- Longview Tea Garden Location in West Bengal, India Longview Tea Garden Longview Tea Garden (India)
- Coordinates: 26°48′59″N 88°15′38″E﻿ / ﻿26.816478°N 88.260652°E
- Country: India
- State: West Bengal
- District: Darjeeling

Population (2011)
- • Total: 5,301
- Time zone: UTC+5:30 (IST)
- PIN: 734217
- Telephone/STD code: 0353
- Lok Sabha constituency: Darjeeling
- Vidhan Sabha constituency: Kurseong
- Website: darjeeling.gov.in

= Longview Tea Garden =

Longview Tea Garden is a village in the Kurseong CD block in the Kurseong subdivision of the Darjeeling district in the state of West Bengal, India.

==History==
Longview Tea Company was incorporated in 1879. In earlier days, Longview Tea Garden was owned by such companies as James Warren and Company. Another source says that that Longview Tea Estate was initially owned by a pioneering British tea planter C.G.Adams, who opened it in 1873. "Wyandhams of Australia owned the estate until 1953." Longview Tea Co. was taken over by the Dagas in 1954. The company started operations with a single tea garden – Longview Tea Garden. It subsequently took over five more gardens – Phuguri Tea Estate in Darjeeling (1954), Bhatpara Tea Estate in Dooars (1988), Orange Valley Tea Estate in Darjeeling (1990), the Sanyasithan Tea Estate in Terai (1991) and the Anandapur Tea Estate in the Dooars (1991). Towards the end of the last century, the company produced 30 lakh kg of all varieties of tea. It was a profit-making dividend paying company for years. During the financial year 1999–2000, on incurring losses, the company "practically sold all tea estates/projects and is driven by other activities/ sources."

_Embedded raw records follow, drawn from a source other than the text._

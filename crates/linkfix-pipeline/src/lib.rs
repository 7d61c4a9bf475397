//! Markdown-to-HTML pipeline with link normalization at both stages.
//!
//! `pulldown-cmark` does the parsing and HTML generation. The pipeline
//! exposes two extension points around it:
//!
//! - [`SourceTransform`]: runs on the markdown tree before HTML generation
//! - [`RenderTransform`]: runs on the rendered HTML tree, catching links
//!   that came from raw HTML rather than markdown syntax
//!
//! [`FixDocsLinks`] plugs into both with the same [`LinkPrefixes`], so
//! a link fixed at the source stage is left alone at the render stage.
//!
//! # Example
//!
//! ```
//! use linkfix_links::LinkPrefixes;
//! use linkfix_pipeline::Pipeline;
//!
//! let pipeline = Pipeline::for_prefixes(LinkPrefixes::default());
//! let output = pipeline
//!     .render("[Setup](/guides/setup) and <a href=\"/faq\">FAQ</a>")
//!     .unwrap();
//!
//! assert!(output.html.contains(r#"href="/docs/guides/setup""#));
//! assert!(output.html.contains(r#"href="/docs/faq""#));
//! assert_eq!(output.source.rewritten(), 1);
//! assert_eq!(output.render.rewritten(), 1);
//! ```

mod pipeline;
mod transform;

pub use linkfix_links::{LinkPrefixes, RewriteReport};
pub use pipeline::{HtmlOutput, Pipeline, PipelineError, RenderOutput};
pub use transform::{FixDocsLinks, RenderTransform, SourceTransform};
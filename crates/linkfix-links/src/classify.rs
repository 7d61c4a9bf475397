//! Link target classification.

use std::fmt;

/// Canonical documentation prefix used when none is configured.
pub const DEFAULT_DOCS_PREFIX: &str = "/docs/";

/// Alias marker used when none is configured.
///
/// Targets starting with the marker are resolved by the rendering pipeline
/// relative to the site's static-asset root.
pub const DEFAULT_ALIAS_MARKER: &str = "@site/";

/// URL schemes that mark a target as external.
const EXTERNAL_SCHEMES: &[&str] = &["http://", "https://", "mailto:"];

/// Outcome of classifying a raw link target.
#[derive(Clone, Copy, Debug, PartialEq, Eq, Hash)]
pub enum LinkClass {
    /// `http://`, `https://` or `mailto:` target.
    External,
    /// Same-page anchor (`#section`).
    AnchorOnly,
    /// Starts with the alias marker; resolved by the rendering pipeline.
    AliasReference,
    /// Already carries the docs prefix, or is relative and needs no rewrite.
    AlreadyPrefixed,
    /// Absolute path outside the docs prefix.
    NeedsPrefix,
}

impl LinkClass {
    /// Whether targets of this class get the docs prefix prepended.
    #[must_use]
    pub fn needs_rewrite(self) -> bool {
        self == Self::NeedsPrefix
    }

    /// Stable lowercase name.
    #[must_use]
    pub fn as_str(self) -> &'static str {
        match self {
            Self::External => "external",
            Self::AnchorOnly => "anchor",
            Self::AliasReference => "alias",
            Self::AlreadyPrefixed => "prefixed",
            Self::NeedsPrefix => "needs-prefix",
        }
    }
}

impl fmt::Display for LinkClass {
    fn fmt(&self, f: &mut fmt::Formatter<'_>) -> fmt::Result {
        f.write_str(self.as_str())
    }
}

/// Deployment constants that drive classification.
///
/// Fixed per site deployment and passed explicitly to every rewrite, so a
/// pass never depends on global pipeline configuration.
#[derive(Clone, Debug, PartialEq, Eq)]
pub struct LinkPrefixes {
    docs_prefix: String,
    alias_marker: String,
}

impl Default for LinkPrefixes {
    fn default() -> Self {
        Self {
            docs_prefix: DEFAULT_DOCS_PREFIX.to_owned(),
            alias_marker: DEFAULT_ALIAS_MARKER.to_owned(),
        }
    }
}

impl LinkPrefixes {
    /// Create prefixes from a docs prefix and an alias marker.
    ///
    /// The docs prefix is normalized to carry exactly one leading and one
    /// trailing slash (`docs` and `/docs` both become `/docs/`). An empty
    /// alias marker never matches.
    #[must_use]
    pub fn new(docs_prefix: &str, alias_marker: impl Into<String>) -> Self {
        Self {
            docs_prefix: normalize_prefix(docs_prefix),
            alias_marker: alias_marker.into(),
        }
    }

    /// Canonical docs prefix, always `/`-delimited on both ends.
    #[must_use]
    pub fn docs_prefix(&self) -> &str {
        &self.docs_prefix
    }

    /// Alias marker.
    #[must_use]
    pub fn alias_marker(&self) -> &str {
        &self.alias_marker
    }

    /// Classify a raw link target.
    ///
    /// Rules are checked in order and the first match wins:
    ///
    /// 1. external scheme → [`LinkClass::External`]
    /// 2. `#` → [`LinkClass::AnchorOnly`]
    /// 3. alias marker → [`LinkClass::AliasReference`]
    /// 4. docs prefix → [`LinkClass::AlreadyPrefixed`]
    /// 5. `/` → [`LinkClass::NeedsPrefix`]
    /// 6. anything else (relative, empty) → [`LinkClass::AlreadyPrefixed`]
    ///
    /// Rule 4 must precede rule 5: it keeps a second pass from prefixing a
    /// target the first pass already rewrote.
    #[must_use]
    pub fn classify(&self, target: &str) -> LinkClass {
        if EXTERNAL_SCHEMES
            .iter()
            .any(|scheme| target.starts_with(scheme))
        {
            LinkClass::External
        } else if target.starts_with('#') {
            LinkClass::AnchorOnly
        } else if !self.alias_marker.is_empty() && target.starts_with(&self.alias_marker) {
            LinkClass::AliasReference
        } else if target.starts_with(&self.docs_prefix) {
            LinkClass::AlreadyPrefixed
        } else if target.starts_with('/') {
            LinkClass::NeedsPrefix
        } else {
            // Relative targets are resolved by the renderer itself.
            LinkClass::AlreadyPrefixed
        }
    }

    /// Rewritten target, or `None` when the target stays as is.
    ///
    /// The prefix's trailing slash is folded into the target's leading one:
    /// `/guides/setup` becomes `/docs/guides/setup`.
    #[must_use]
    pub fn rewrite(&self, target: &str) -> Option<String> {
        if !self.classify(target).needs_rewrite() {
            return None;
        }
        let base = self.docs_prefix.trim_end_matches('/');
        Some(format!("{base}{target}"))
    }
}

fn normalize_prefix(prefix: &str) -> String {
    let trimmed = prefix.trim_matches('/');
    if trimmed.is_empty() {
        "/".to_owned()
    } else {
        format!("/{trimmed}/")
    }
}
//! Tree walk that rewrites link targets in place.

use tracing::{debug, trace};

use crate::classify::LinkPrefixes;
use crate::node::LinkNode;

/// A single rewrite applied to a link target.
#[derive(Clone, Debug, PartialEq, Eq)]
pub struct LinkRewrite {
    /// Target before the rewrite.
    pub from: String,
    /// Target after the rewrite.
    pub to: String,
}

/// Summary of one rewrite pass.
#[derive(Clone, Debug, Default, PartialEq, Eq)]
pub struct RewriteReport {
    /// Number of link nodes visited.
    pub links: usize,
    /// Rewrites applied, in document order.
    pub rewrites: Vec<LinkRewrite>,
}

impl RewriteReport {
    /// Whether the pass changed nothing.
    #[must_use]
    pub fn is_unchanged(&self) -> bool {
        self.rewrites.is_empty()
    }

    /// Number of rewritten link targets.
    #[must_use]
    pub fn rewritten(&self) -> usize {
        self.rewrites.len()
    }

    /// Add the results of another pass to this one.
    pub fn merge(&mut self, other: RewriteReport) {
        self.links += other.links;
        self.rewrites.extend(other.rewrites);
    }
}

/// Rewrite every link target under `root` that needs the docs prefix.
///
/// Visits each node exactly once, depth-first in document order. Only nodes
/// reporting [`LinkNode::is_link`] are inspected; each rewrite touches only
/// the visited node's own target, so visit order does not affect the result.
///
/// The walk cannot fail. A tree without links is left untouched.
pub fn rewrite_links<N: LinkNode>(root: &mut N, prefixes: &LinkPrefixes) -> RewriteReport {
    let mut report = RewriteReport::default();
    let mut stack = vec![root];

    while let Some(node) = stack.pop() {
        if node.is_link() {
            if let Some(target) = node.target_mut() {
                report.links += 1;
                match prefixes.rewrite(target) {
                    Some(rewritten) => {
                        debug!(from = %target, to = %rewritten, "Rewrote link");
                        let from = std::mem::replace(target, rewritten);
                        report.rewrites.push(LinkRewrite {
                            from,
                            to: target.clone(),
                        });
                    }
                    None => {
                        trace!(link = %target, class = %prefixes.classify(target), "Kept link");
                    }
                }
            }
        }
        // Reversed so the stack pops children in document order.
        stack.extend(node.children_mut().iter_mut().rev());
    }

    report
}

#[cfg(test)]
mod tests {
    use pretty_assertions::assert_eq;

    use super::*;

    #[derive(Clone, Debug, PartialEq)]
    struct TestNode {
        link: Option<String>,
        label: String,
        children: Vec<TestNode>,
    }

    impl TestNode {
        fn text(label: &str) -> Self {
            Self {
                link: None,
                label: label.to_owned(),
                children: Vec::new(),
            }
        }

        fn link(target: &str) -> Self {
            Self {
                link: Some(target.to_owned()),
                label: String::new(),
                children: Vec::new(),
            }
        }

        fn with_children(mut self, children: Vec<TestNode>) -> Self {
            self.children = children;
            self
        }

        fn reversed(mut self) -> Self {
            self.children = self.children.into_iter().rev().map(Self::reversed).collect();
            self
        }
    }

    impl LinkNode for TestNode {
        fn is_link(&self) -> bool {
            self.link.is_some()
        }

        fn target_mut(&mut self) -> Option<&mut String> {
            self.link.as_mut()
        }

        fn children_mut(&mut self) -> &mut [Self] {
            &mut self.children
        }
    }

    fn sample_tree() -> TestNode {
        TestNode::text("root").with_children(vec![
            TestNode::text("intro /guides/setup"),
            TestNode::link("/guides/setup"),
            TestNode::text("list").with_children(vec![
                TestNode::link("https://example.com/x"),
                TestNode::link("#section-2"),
                TestNode::link("@site/static/img/x.png"),
                TestNode::link("/docs/guides/setup"),
                TestNode::link("relative/page"),
                TestNode::link("/api/reference").with_children(vec![TestNode::link("/nested")]),
            ]),
        ])
    }

    #[test]
    fn test_rewrite_only_absolute_paths() {
        let mut tree = sample_tree();
        let report = rewrite_links(&mut tree, &LinkPrefixes::default());

        assert_eq!(report.links, 8);
        assert_eq!(
            report.rewrites,
            vec![
                LinkRewrite {
                    from: "/guides/setup".to_owned(),
                    to: "/docs/guides/setup".to_owned(),
                },
                LinkRewrite {
                    from: "/api/reference".to_owned(),
                    to: "/docs/api/reference".to_owned(),
                },
                LinkRewrite {
                    from: "/nested".to_owned(),
                    to: "/docs/nested".to_owned(),
                },
            ]
        );
        assert_eq!(tree.children[1].link.as_deref(), Some("/docs/guides/setup"));
        assert_eq!(
            tree.children[2].children[0].link.as_deref(),
            Some("https://example.com/x")
        );
    }

    #[test]
    fn test_non_link_nodes_untouched() {
        let mut tree = sample_tree();
        let _ = rewrite_links(&mut tree, &LinkPrefixes::default());
        assert_eq!(tree.children[0], TestNode::text("intro /guides/setup"));
        assert_eq!(tree.label, "root");
    }

    #[test]
    fn test_rewrite_twice_is_idempotent() {
        let prefixes = LinkPrefixes::default();
        let mut tree = sample_tree();
        let _ = rewrite_links(&mut tree, &prefixes);
        let once = tree.clone();

        let second = rewrite_links(&mut tree, &prefixes);
        assert!(second.is_unchanged());
        assert_eq!(second.links, 8);
        assert_eq!(tree, once);
    }

    #[test]
    fn test_visit_order_does_not_matter() {
        let prefixes = LinkPrefixes::default();
        let mut forward = sample_tree();
        let mut backward = sample_tree().reversed();

        let forward_report = rewrite_links(&mut forward, &prefixes);
        let backward_report = rewrite_links(&mut backward, &prefixes);

        assert_eq!(backward.reversed(), forward);
        assert_eq!(forward_report.rewritten(), backward_report.rewritten());
    }

    #[test]
    fn test_tree_without_links_is_noop() {
        let mut tree = TestNode::text("root").with_children(vec![TestNode::text("a")]);
        let before = tree.clone();
        let report = rewrite_links(&mut tree, &LinkPrefixes::default());
        assert_eq!(report, RewriteReport::default());
        assert_eq!(tree, before);
    }

    #[test]
    fn test_root_can_be_a_link() {
        let mut tree = TestNode::link("/top");
        let report = rewrite_links(&mut tree, &LinkPrefixes::default());
        assert_eq!(report.rewritten(), 1);
        assert_eq!(tree.link.as_deref(), Some("/docs/top"));
    }

    #[test]
    fn test_custom_prefix_passed_explicitly() {
        let mut tree = sample_tree();
        let prefixes = LinkPrefixes::new("/handbook/", "@site/");
        let report = rewrite_links(&mut tree, &prefixes);
        assert_eq!(report.rewrites[0].to, "/handbook/guides/setup");
        // The default docs prefix means nothing to a custom deployment.
        assert_eq!(
            tree.children[2].children[3].link.as_deref(),
            Some("/handbook/docs/guides/setup")
        );
    }

    #[test]
    fn test_merge_reports() {
        let prefixes = LinkPrefixes::default();
        let mut report = rewrite_links(&mut TestNode::link("/a"), &prefixes);
        report.merge(rewrite_links(&mut TestNode::link("#b"), &prefixes));
        assert_eq!(report.links, 2);
        assert_eq!(report.rewritten(), 1);
    }
}
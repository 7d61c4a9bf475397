//! Internal link classification and rewriting for documentation trees.
//!
//! When a documentation site is served under a non-root base path (for
//! example `/docs/`), hand-written absolute links such as `/guides/setup`
//! no longer resolve. This crate classifies every link target and prepends
//! the base path where needed.
//!
//! # Architecture
//!
//! - [`LinkPrefixes`]: the two deployment constants (docs prefix, alias marker)
//!   and the classifier built on them
//! - [`LinkClass`]: the outcome of classifying one target string
//! - [`LinkNode`]: capability trait implemented once per tree shape
//! - [`rewrite_links`]: tree walk written once against [`LinkNode`]
//!
//! The same classifier backs every tree shape, so a target rewritten on the
//! markdown tree classifies as [`LinkClass::AlreadyPrefixed`] on the rendered
//! HTML tree and is left alone.
//!
//! # Example
//!
//! ```
//! use linkfix_links::{LinkClass, LinkPrefixes};
//!
//! let prefixes = LinkPrefixes::default();
//! assert_eq!(prefixes.classify("/guides/setup"), LinkClass::NeedsPrefix);
//! assert_eq!(
//!     prefixes.rewrite("/guides/setup").as_deref(),
//!     Some("/docs/guides/setup")
//! );
//! assert_eq!(prefixes.rewrite("/docs/guides/setup"), None);
//! ```

mod classify;
mod node;
mod rewrite;

pub use classify::{DEFAULT_ALIAS_MARKER, DEFAULT_DOCS_PREFIX, LinkClass, LinkPrefixes};
pub use node::LinkNode;
pub use rewrite::{LinkRewrite, RewriteReport, rewrite_links};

Longview Tea Company sold Rohini Tea Estate to Sona Tea, Avongrove Tea Estate to Avon Tea, Longview Tea Garden to Ambari Tea and Phugri Tea Estate to the Bagarias. In 2000, the only garden left with the Longview Tea Company in Darjeeling district was Orange Valley Tea Estate. P.K.Daga, managing director of Longview Tea Company, said that they were no more interested in tea gardens in Darjeeling. He said, "It is individual garden owners who are thriving in Darjeeling, compared with the big corporates, because they can afford to give complete attention right from the production to marketing of the tea produced by them."

All 87 gardens producing Darjeeling Tea, were closed from 17 June 2017, when the Gorkha Janmukti Morcha announced the indefinite general strike. More than 500 workers, out of the total strength of 1,200, of Longview Tea Garden joined "voluntary work" on the 64th day of the strike.

==Geography==

===Location===
Longview Tea Garden is located at .

Out of the total area of 1,020 ha in Longview Tea Garden, tea is cultivated in 506 ha. A majority of the tea leaves in this garden goes in for the production of black tea.

===Area overview===
The map alongside shows the eastern portion of the Darjeeling Himalayan hill region and a small portion of the terai region in its eastern and southern fringes, all of it in the Darjeeling district. In the Darjeeling Sadar subdivision 61.00% of the total population lives in the rural areas and 39.00% of the population lives in the urban areas. In the Kurseong subdivision 58.41% of the total population lives in the rural areas and 41.59% lives in the urban areas. There are 78 tea gardens/ estates (the figure varies slightly according to different sources), in the district, producing and largely exporting Darjeeling tea. It engages a large proportion of the population directly/ indirectly. Some tea gardens were identified in the 2011 census as census towns or villages. Such places are marked in the map as CT (census town) or R (rural/ urban centre). Specific tea estate pages are marked TE.

Note: The map alongside presents some of the notable locations in the subdivision. All places marked in the map are linked in the larger full screen map.

==Longview Tea Estate==
Longview Tea Estate produces 700,000 kg of tea annually, which is around 10% of the total production of Darjeeling tea. Long stretches of tea gardens, belonging to Longview Tea Estate, are visible on both sides of the road, as one proceeds towards Pankhabari.

In 2008, a devastating fire burnt down the tea factory.

Around 2,000 workers work in tea estate.

==Demographics==
According to the 2011 Census of India, Longview Tea Garden had a total population of 5,301 of which 2,651 (50%) were males and 2,650 (50%) were females. There were 536 persons in the age range of 0 to 6 years. The total number of literate people in Longview Tea Garden was 3,571 (67.36% of the population over 6 years).

==Education==
Pankhabari High School is an English-medium coeducational institution established in 1964. It has facilities for teaching from class V to class XII. It has 10 computers and a library with 3,664 books.